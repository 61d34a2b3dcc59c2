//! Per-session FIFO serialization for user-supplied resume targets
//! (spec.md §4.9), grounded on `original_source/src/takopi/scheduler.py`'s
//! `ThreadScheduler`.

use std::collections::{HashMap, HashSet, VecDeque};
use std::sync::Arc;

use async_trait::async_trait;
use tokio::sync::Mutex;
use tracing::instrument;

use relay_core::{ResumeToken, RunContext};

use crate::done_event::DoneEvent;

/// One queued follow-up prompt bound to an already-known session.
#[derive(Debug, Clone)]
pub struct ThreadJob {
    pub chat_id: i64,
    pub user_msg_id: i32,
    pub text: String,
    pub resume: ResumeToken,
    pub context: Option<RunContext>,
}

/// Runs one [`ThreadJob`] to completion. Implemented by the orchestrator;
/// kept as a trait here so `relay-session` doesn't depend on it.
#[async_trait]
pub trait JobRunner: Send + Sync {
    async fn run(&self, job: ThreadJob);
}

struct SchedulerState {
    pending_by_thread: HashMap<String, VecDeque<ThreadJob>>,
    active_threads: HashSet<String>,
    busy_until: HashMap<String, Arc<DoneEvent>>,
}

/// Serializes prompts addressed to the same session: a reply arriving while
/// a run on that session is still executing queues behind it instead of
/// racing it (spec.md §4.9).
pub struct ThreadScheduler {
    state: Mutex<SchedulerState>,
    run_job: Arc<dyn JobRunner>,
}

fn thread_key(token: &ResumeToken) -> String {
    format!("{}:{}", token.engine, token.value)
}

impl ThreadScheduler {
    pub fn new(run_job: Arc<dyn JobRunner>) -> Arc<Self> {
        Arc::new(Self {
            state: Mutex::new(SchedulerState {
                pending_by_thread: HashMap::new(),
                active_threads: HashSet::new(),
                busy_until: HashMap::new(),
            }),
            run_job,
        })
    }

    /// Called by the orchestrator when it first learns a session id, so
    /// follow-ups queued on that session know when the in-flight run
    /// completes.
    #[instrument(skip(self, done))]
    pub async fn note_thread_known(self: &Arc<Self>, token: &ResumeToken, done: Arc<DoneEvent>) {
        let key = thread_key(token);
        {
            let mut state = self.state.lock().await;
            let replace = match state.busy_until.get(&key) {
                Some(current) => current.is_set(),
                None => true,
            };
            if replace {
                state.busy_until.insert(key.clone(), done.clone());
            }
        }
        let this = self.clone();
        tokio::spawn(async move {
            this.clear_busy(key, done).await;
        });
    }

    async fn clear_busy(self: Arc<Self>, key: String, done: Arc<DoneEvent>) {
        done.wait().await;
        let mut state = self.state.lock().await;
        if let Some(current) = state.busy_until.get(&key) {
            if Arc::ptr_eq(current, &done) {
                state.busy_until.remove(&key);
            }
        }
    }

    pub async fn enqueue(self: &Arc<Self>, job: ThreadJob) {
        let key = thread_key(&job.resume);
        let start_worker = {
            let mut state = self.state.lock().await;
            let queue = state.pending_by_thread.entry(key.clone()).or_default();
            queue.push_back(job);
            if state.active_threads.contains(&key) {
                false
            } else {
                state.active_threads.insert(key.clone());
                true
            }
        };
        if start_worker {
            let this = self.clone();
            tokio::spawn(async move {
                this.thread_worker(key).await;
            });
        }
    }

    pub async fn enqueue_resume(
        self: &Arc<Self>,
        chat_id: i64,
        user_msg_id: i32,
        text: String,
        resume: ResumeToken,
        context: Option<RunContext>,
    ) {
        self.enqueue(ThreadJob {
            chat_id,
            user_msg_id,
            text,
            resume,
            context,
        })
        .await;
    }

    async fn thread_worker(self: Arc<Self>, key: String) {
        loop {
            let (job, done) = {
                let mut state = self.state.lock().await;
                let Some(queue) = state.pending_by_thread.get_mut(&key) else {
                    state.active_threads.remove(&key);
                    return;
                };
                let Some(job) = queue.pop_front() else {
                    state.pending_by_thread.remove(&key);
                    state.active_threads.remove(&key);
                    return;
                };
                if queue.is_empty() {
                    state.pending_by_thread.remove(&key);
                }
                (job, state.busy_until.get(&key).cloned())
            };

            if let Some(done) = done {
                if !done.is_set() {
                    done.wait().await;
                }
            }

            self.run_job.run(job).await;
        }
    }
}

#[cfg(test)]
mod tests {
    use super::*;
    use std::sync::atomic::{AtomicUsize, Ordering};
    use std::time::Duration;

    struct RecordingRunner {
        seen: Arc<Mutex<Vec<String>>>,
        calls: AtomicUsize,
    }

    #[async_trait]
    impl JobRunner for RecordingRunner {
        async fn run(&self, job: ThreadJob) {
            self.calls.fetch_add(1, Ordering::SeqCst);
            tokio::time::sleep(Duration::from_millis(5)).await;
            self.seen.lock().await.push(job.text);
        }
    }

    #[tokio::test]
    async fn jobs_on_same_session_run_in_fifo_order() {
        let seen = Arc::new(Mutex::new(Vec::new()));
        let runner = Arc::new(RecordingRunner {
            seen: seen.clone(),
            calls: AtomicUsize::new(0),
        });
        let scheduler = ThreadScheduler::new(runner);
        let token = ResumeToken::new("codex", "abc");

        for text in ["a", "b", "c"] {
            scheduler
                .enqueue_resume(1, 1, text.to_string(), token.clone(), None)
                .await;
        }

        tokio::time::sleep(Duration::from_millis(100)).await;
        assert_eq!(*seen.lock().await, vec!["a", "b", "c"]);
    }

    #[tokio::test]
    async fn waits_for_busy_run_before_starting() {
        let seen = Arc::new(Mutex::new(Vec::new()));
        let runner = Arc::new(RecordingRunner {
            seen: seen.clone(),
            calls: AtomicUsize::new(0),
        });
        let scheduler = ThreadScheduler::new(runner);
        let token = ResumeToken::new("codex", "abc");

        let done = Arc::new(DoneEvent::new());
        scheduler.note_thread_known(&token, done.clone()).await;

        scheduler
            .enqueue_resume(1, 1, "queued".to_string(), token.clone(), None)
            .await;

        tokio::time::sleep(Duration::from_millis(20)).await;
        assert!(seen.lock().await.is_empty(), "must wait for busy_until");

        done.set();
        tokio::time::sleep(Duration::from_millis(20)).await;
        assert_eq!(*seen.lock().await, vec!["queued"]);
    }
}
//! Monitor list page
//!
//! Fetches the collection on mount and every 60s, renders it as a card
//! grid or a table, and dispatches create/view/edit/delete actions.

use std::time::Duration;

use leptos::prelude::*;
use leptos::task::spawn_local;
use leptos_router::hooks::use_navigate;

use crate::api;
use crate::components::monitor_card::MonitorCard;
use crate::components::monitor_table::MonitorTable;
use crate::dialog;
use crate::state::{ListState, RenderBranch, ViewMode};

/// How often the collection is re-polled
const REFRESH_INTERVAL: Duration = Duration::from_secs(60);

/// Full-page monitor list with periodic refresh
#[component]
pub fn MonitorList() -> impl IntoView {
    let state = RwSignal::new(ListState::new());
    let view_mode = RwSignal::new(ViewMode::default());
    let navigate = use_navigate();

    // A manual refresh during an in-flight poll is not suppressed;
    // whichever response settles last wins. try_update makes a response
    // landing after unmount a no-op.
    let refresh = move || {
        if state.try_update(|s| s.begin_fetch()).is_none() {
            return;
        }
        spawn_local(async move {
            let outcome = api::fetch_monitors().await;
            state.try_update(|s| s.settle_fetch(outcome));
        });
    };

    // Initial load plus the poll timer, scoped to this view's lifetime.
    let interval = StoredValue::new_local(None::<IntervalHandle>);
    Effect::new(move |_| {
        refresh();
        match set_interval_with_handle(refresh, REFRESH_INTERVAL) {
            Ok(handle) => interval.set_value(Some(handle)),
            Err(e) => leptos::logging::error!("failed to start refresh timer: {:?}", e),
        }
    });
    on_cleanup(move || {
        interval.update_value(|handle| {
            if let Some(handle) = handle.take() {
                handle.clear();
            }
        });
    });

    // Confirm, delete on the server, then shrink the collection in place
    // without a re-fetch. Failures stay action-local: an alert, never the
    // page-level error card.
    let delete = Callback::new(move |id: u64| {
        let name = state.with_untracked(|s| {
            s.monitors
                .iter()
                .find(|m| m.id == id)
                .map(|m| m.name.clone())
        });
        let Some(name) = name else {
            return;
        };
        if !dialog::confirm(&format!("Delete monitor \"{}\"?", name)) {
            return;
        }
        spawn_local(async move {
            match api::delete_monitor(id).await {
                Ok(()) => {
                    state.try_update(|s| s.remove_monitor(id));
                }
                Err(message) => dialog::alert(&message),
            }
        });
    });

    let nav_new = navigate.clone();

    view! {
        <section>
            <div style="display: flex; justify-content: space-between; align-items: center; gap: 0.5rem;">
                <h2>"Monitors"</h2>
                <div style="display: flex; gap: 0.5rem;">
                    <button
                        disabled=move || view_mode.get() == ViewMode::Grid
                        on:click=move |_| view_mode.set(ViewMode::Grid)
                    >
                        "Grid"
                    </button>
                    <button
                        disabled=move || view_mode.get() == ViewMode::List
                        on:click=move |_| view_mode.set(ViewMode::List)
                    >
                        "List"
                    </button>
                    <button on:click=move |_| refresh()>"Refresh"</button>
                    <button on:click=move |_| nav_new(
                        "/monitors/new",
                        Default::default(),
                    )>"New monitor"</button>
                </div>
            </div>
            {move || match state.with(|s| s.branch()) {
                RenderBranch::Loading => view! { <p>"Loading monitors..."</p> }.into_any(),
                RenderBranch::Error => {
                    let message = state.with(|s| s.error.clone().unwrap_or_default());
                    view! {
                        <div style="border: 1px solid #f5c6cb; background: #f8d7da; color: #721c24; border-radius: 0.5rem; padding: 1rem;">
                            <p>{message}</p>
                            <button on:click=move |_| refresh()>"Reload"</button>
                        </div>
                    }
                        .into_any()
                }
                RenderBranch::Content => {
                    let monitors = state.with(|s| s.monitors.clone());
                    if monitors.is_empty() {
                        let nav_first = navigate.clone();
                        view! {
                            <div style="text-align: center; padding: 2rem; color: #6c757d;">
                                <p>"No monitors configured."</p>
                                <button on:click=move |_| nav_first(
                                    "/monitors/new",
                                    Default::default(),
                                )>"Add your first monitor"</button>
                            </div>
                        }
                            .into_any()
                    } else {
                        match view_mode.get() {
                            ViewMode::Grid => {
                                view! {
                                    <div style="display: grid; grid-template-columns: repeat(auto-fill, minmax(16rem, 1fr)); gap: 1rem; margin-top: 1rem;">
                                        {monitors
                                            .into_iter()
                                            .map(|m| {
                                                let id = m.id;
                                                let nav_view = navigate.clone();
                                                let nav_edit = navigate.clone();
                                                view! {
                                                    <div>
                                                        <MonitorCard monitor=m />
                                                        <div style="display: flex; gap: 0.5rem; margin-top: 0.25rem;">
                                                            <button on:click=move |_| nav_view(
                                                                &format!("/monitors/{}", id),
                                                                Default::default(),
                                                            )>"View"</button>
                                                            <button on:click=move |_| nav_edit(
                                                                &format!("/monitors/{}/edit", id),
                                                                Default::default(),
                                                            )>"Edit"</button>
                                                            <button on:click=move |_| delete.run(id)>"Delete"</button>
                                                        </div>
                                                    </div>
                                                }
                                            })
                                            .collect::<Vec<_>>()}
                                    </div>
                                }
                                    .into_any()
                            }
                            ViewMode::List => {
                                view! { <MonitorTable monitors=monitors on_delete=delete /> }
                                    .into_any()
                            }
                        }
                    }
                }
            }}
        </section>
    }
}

REQUIREMENT: Scan the preceding records line by line, and state how many lines contain "Mutex". Nothing else belongs in the answer.

OUTPUT BELOW: 6